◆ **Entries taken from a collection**
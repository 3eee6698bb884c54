use serde::{Deserialize, Serialize};

use crate::api::http::HttpClient;

const CATEGORIES_PATH: &str = "/api/wordCategories";

#[derive(Clone, Debug, PartialEq, Serialize, Deserialize)]
#[serde(rename_all = "camelCase")]
pub struct Subcategory {
    pub id: String,
    pub name: String,
    #[serde(default)]
    pub word_count: usize,
}

#[derive(Clone, Debug, PartialEq, Serialize, Deserialize)]
#[serde(rename_all = "camelCase")]
pub struct WordCategory {
    pub id: String,
    pub name: String,
    #[serde(default)]
    pub emoji: String,
    #[serde(default)]
    pub subcategories: Vec<Subcategory>,
}

pub struct CategoryStore {
    client: HttpClient,
    categories: Option<Vec<WordCategory>>,
}

impl CategoryStore {
    pub fn new(client: HttpClient) -> Self {
        Self {
            client,
            categories: None,
        }
    }

    pub fn categories(&mut self) -> &[WordCategory] {
        if self.categories.is_none() {
            let response = self.client.get(CATEGORIES_PATH);
            if response.is_success() {
                self.categories = response.data_as::<Vec<WordCategory>>();
            }
        }
        self.categories.as_deref().unwrap_or(&[])
    }
}

#[cfg(test)]
mod tests {
    use super::*;
    use crate::api::http::Method;
    use crate::api::testing::MockTransport;
    use serde_json::json;

    #[test]
    fn categories_use_get_and_cache() {
        let mock = MockTransport::new();
        mock.respond(
            CATEGORIES_PATH,
            json!({"code": 200, "data": [
                {"id": "exam", "name": "Exams", "subcategories": [
                    {"id": "cet4", "name": "CET-4", "wordCount": 4500}
                ]}
            ]}),
        );
        let mut store = CategoryStore::new(mock.client());
        let categories = store.categories();
        assert_eq!(categories.len(), 1);
        assert_eq!(categories[0].subcategories[0].word_count, 4500);
        store.categories();
        assert_eq!(mock.calls_to(CATEGORIES_PATH), 1);
        assert_eq!(mock.last_call_method(CATEGORIES_PATH), Some(Method::Get));
    }

    #[test]
    fn failure_leaves_cache_empty_and_retries_next_time() {
        let mock = MockTransport::new();
        let mut store = CategoryStore::new(mock.client());
        assert!(store.categories().is_empty());
        assert!(store.categories().is_empty());
        assert_eq!(mock.calls_to(CATEGORIES_PATH), 2);
    }
}
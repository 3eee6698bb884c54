pub mod misspell;
pub mod question;

pub use question::{Question, generate_questions};
//! 原生 Web API 封装模块
//!
//! 此模块提供对浏览器原生 API 的轻量级封装，
//! 以及核心库两个接缝（HTTP 与浏览器）的实现。

mod browser;
pub mod dom;
mod http;
mod listener;
mod timer;

pub use browser::DomBrowser;
pub use http::WebHttpClient;
pub use listener::Listeners;
pub use timer::Timeout;
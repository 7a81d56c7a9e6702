use super::*;
use crate::error::SiteErrorStatus;
use crate::route::{Params, RouteLoader};

use std::collections::HashMap;
use std::rc::Weak;

use tokio::sync::oneshot;

// =========================================================
// Test doubles
// =========================================================

#[derive(Default)]
struct MockBrowser {
    location: RefCell<String>,
    history: RefCell<Vec<String>>,
    title: RefCell<Option<String>>,
    attributes: RefCell<HashMap<String, String>>,
    regions: RefCell<HashMap<String, String>>,
    missing_regions: RefCell<Vec<String>>,
    scrolls: Cell<usize>,
}

impl MockBrowser {
    fn at(path: &str) -> Self {
        let browser = Self::default();
        *browser.location.borrow_mut() = path.to_string();
        browser
    }

    fn region(&self, id: &str) -> Option<String> {
        self.regions.borrow().get(id).cloned()
    }

    fn history(&self) -> Vec<String> {
        self.history.borrow().clone()
    }
}

impl Browser for MockBrowser {
    fn current_path(&self) -> String {
        self.location.borrow().clone()
    }

    fn push_history(&self, path: &str) {
        *self.location.borrow_mut() = path.to_string();
        self.history.borrow_mut().push(path.to_string());
    }

    fn set_title(&self, title: &str) {
        *self.title.borrow_mut() = Some(title.to_string());
    }

    fn set_body_attribute(&self, name: &str, value: &str) {
        self.attributes
            .borrow_mut()
            .insert(name.to_string(), value.to_string());
    }

    fn set_region_html(&self, id: &str, html: &str) -> bool {
        if self.missing_regions.borrow().iter().any(|r| r == id) {
            return false;
        }
        self.regions
            .borrow_mut()
            .insert(id.to_string(), html.to_string());
        true
    }

    fn scroll_to_top(&self) {
        self.scrolls.set(self.scrolls.get() + 1);
    }
}

/// Loader that records the params it was called with
struct RecordingLoader {
    payload: ContentPayload,
    calls: RefCell<Vec<Params>>,
}

impl RecordingLoader {
    fn new(payload: ContentPayload) -> Rc<Self> {
        Rc::new(Self {
            payload,
            calls: RefCell::new(Vec::new()),
        })
    }
}

#[async_trait::async_trait(?Send)]
impl RouteLoader for RecordingLoader {
    async fn load(&self, params: &Params) -> SiteResult<ContentPayload> {
        self.calls.borrow_mut().push(params.clone());
        Ok(self.payload.clone())
    }
}

struct FailingLoader;

#[async_trait::async_trait(?Send)]
impl RouteLoader for FailingLoader {
    async fn load(&self, _params: &Params) -> SiteResult<ContentPayload> {
        Err(SiteError::fetch_failure("Failed to fetch broken.html: 500"))
    }
}

/// Loader that blocks until the test releases it
struct GatedLoader {
    gate: RefCell<Option<oneshot::Receiver<()>>>,
    payload: ContentPayload,
}

#[async_trait::async_trait(?Send)]
impl RouteLoader for GatedLoader {
    async fn load(&self, _params: &Params) -> SiteResult<ContentPayload> {
        let gate = self.gate.borrow_mut().take();
        if let Some(rx) = gate {
            let _ = rx.await;
        }
        Ok(self.payload.clone())
    }
}

struct Guard {
    name: &'static str,
    decision: NavigationDecision,
    log: Rc<RefCell<Vec<String>>>,
}

#[async_trait::async_trait(?Send)]
impl BeforeNavigate for Guard {
    async fn before_navigate(&self, event: &NavigationEvent) -> NavigationDecision {
        self.log
            .borrow_mut()
            .push(format!("{}:{:?}->{}", self.name, event.from, event.to));
        self.decision
    }
}

struct AfterHook {
    name: &'static str,
    fail: bool,
    log: Rc<RefCell<Vec<String>>>,
}

#[async_trait::async_trait(?Send)]
impl AfterNavigate for AfterHook {
    async fn after_navigate(&self, event: &NavigationEvent) -> SiteResult<()> {
        self.log
            .borrow_mut()
            .push(format!("{}:{}", self.name, event.to));
        if self.fail {
            return Err(SiteError::missing_mount_point("widget root missing"));
        }
        Ok(())
    }
}

fn init_tracing() {
    let _ = tracing_subscriber::fmt()
        .with_env_filter(tracing_subscriber::EnvFilter::from_default_env())
        .with_test_writer()
        .try_init();
}

const HEADER: &str = "app-header-content";
const CONTENT: &str = "app-content";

◆ **Your instructions**
Copy out each entry above with no deviation.

◆ **Output for this task**
repository 3eee6698bb884c54
use serde::{Deserialize, Serialize};

use crate::api::http::HttpClient;

const CATEGORIES_PATH: &str = "/api/wordCategories";

#[derive(Clone, Debug, PartialEq, Serialize, Deserialize)]
#[serde(rename_all = "camelCase")]
pub struct Subcategory {
    pub id: String,
    pub name: String,
    #[serde(default)]
    pub word_count: usize,
}

#[derive(Clone, Debug, PartialEq, Serialize, Deserialize)]
#[serde(rename_all = "camelCase")]
pub struct WordCategory {
    pub id: String,
    pub name: String,
    #[serde(default)]
    pub emoji: String,
    #[serde(default)]
    pub subcategories: Vec<Subcategory>,
}

pub struct CategoryStore {
    client: HttpClient,
    categories: Option<Vec<WordCategory>>,
}

impl CategoryStore {
    pub fn new(client: HttpClient) -> Self {
        Self {
            client,
            categories: None,
        }
    }

    pub fn categories(&mut self) -> &[WordCategory] {
        if self.categories.is_none() {
            let response = self.client.get(CATEGORIES_PATH);
            if response.is_success() {
                self.categories = response.data_as::<Vec<WordCategory>>();
            }
        }
        self.categories.as_deref().unwrap_or(&[])
    }
}

#[cfg(test)]
mod tests {
    use super::*;
    use crate::api::http::Method;
    use crate::api::testing::MockTransport;
    use serde_json::json;

    #[test]
    fn categories_use_get_and_cache() {
        let mock = MockTransport::new();
        mock.respond(
            CATEGORIES_PATH,
            json!({"code": 200, "data": [
                {"id": "exam", "name": "Exams", "subcategories": [
                    {"id": "cet4", "name": "CET-4", "wordCount": 4500}
                ]}
            ]}),
        );
        let mut store = CategoryStore::new(mock.client());
        let categories = store.categories();
        assert_eq!(categories.len(), 1);
        assert_eq!(categories[0].subcategories[0].word_count, 4500);
        store.categories();
        assert_eq!(mock.calls_to(CATEGORIES_PATH), 1);
        assert_eq!(mock.last_call_method(CATEGORIES_PATH), Some(Method::Get));
    }

    #[test]
    fn failure_leaves_cache_empty_and_retries_next_time() {
        let mock = MockTransport::new();
        let mut store = CategoryStore::new(mock.client());
        assert!(store.categories().is_empty());
        assert!(store.categories().is_empty());
        assert_eq!(mock.calls_to(CATEGORIES_PATH), 2);
    }
}
repository 3eee6698bb884c54
pub mod misspell;
pub mod question;

pub use question::{Question, generate_questions};
//! 原生 Web API 封装模块
//!
//! 此模块提供对浏览器原生 API 的轻量级封装，
//! 以及核心库两个接缝（HTTP 与浏览器）的实现。

mod browser;
pub mod dom;
mod http;
mod listener;
mod timer;

pub use browser::DomBrowser;
pub use http::WebHttpClient;
pub use listener::Listeners;
pub use timer::Timeout;
repository 7a81d56c7a9e6702
use super::*;
use crate::error::SiteErrorStatus;
use crate::route::{Params, RouteLoader};

use std::collections::HashMap;
use std::rc::Weak;

use tokio::sync::oneshot;

// =========================================================
// Test doubles
// =========================================================

#[derive(Default)]
struct MockBrowser {
    location: RefCell<String>,
    history: RefCell<Vec<String>>,
    title: RefCell<Option<String>>,
    attributes: RefCell<HashMap<String, String>>,
    regions: RefCell<HashMap<String, String>>,
    missing_regions: RefCell<Vec<String>>,
    scrolls: Cell<usize>,
}

impl MockBrowser {
    fn at(path: &str) -> Self {
        let browser = Self::default();
        *browser.location.borrow_mut() = path.to_string();
        browser
    }

    fn region(&self, id: &str) -> Option<String> {
        self.regions.borrow().get(id).cloned()
    }

    fn history(&self) -> Vec<String> {
        self.history.borrow().clone()
    }
}

impl Browser for MockBrowser {
    fn current_path(&self) -> String {
        self.location.borrow().clone()
    }

    fn push_history(&self, path: &str) {
        *self.location.borrow_mut() = path.to_string();
        self.history.borrow_mut().push(path.to_string());
    }

    fn set_title(&self, title: &str) {
        *self.title.borrow_mut() = Some(title.to_string());
    }

    fn set_body_attribute(&self, name: &str, value: &str) {
        self.attributes
            .borrow_mut()
            .insert(name.to_string(), value.to_string());
    }

    fn set_region_html(&self, id: &str, html: &str) -> bool {
        if self.missing_regions.borrow().iter().any(|r| r == id) {
            return false;
        }
        self.regions
            .borrow_mut()
            .insert(id.to_string(), html.to_string());
        true
    }

    fn scroll_to_top(&self) {
        self.scrolls.set(self.scrolls.get() + 1);
    }
}

/// Loader that records the params it was called with
struct RecordingLoader {
    payload: ContentPayload,
    calls: RefCell<Vec<Params>>,
}

impl RecordingLoader {
    fn new(payload: ContentPayload) -> Rc<Self> {
        Rc::new(Self {
            payload,
            calls: RefCell::new(Vec::new()),
        })
    }
}

#[async_trait::async_trait(?Send)]
impl RouteLoader for RecordingLoader {
    async fn load(&self, params: &Params) -> SiteResult<ContentPayload> {
        self.calls.borrow_mut().push(params.clone());
        Ok(self.payload.clone())
    }
}

struct FailingLoader;

#[async_trait::async_trait(?Send)]
impl RouteLoader for FailingLoader {
    async fn load(&self, _params: &Params) -> SiteResult<ContentPayload> {
        Err(SiteError::fetch_failure("Failed to fetch broken.html: 500"))
    }
}

/// Loader that blocks until the test releases it
struct GatedLoader {
    gate: RefCell<Option<oneshot::Receiver<()>>>,
    payload: ContentPayload,
}

#[async_trait::async_trait(?Send)]
impl RouteLoader for GatedLoader {
    async fn load(&self, _params: &Params) -> SiteResult<ContentPayload> {
        let gate = self.gate.borrow_mut().take();
        if let Some(rx) = gate {
            let _ = rx.await;
        }
        Ok(self.payload.clone())
    }
}

struct Guard {
    name: &'static str,
    decision: NavigationDecision,
    log: Rc<RefCell<Vec<String>>>,
}

#[async_trait::async_trait(?Send)]
impl BeforeNavigate for Guard {
    async fn before_navigate(&self, event: &NavigationEvent) -> NavigationDecision {
        self.log
            .borrow_mut()
            .push(format!("{}:{:?}->{}", self.name, event.from, event.to));
        self.decision
    }
}

struct AfterHook {
    name: &'static str,
    fail: bool,
    log: Rc<RefCell<Vec<String>>>,
}

#[async_trait::async_trait(?Send)]
impl AfterNavigate for AfterHook {
    async fn after_navigate(&self, event: &NavigationEvent) -> SiteResult<()> {
        self.log
            .borrow_mut()
            .push(format!("{}:{}", self.name, event.to));
        if self.fail {
            return Err(SiteError::missing_mount_point("widget root missing"));
        }
        Ok(())
    }
}

fn init_tracing() {
    let _ = tracing_subscriber::fmt()
        .with_env_filter(tracing_subscriber::EnvFilter::from_default_env())
        .with_test_writer()
        .try_init();
}

const HEADER: &str = "app-header-content";
const CONTENT: &str = "app-content";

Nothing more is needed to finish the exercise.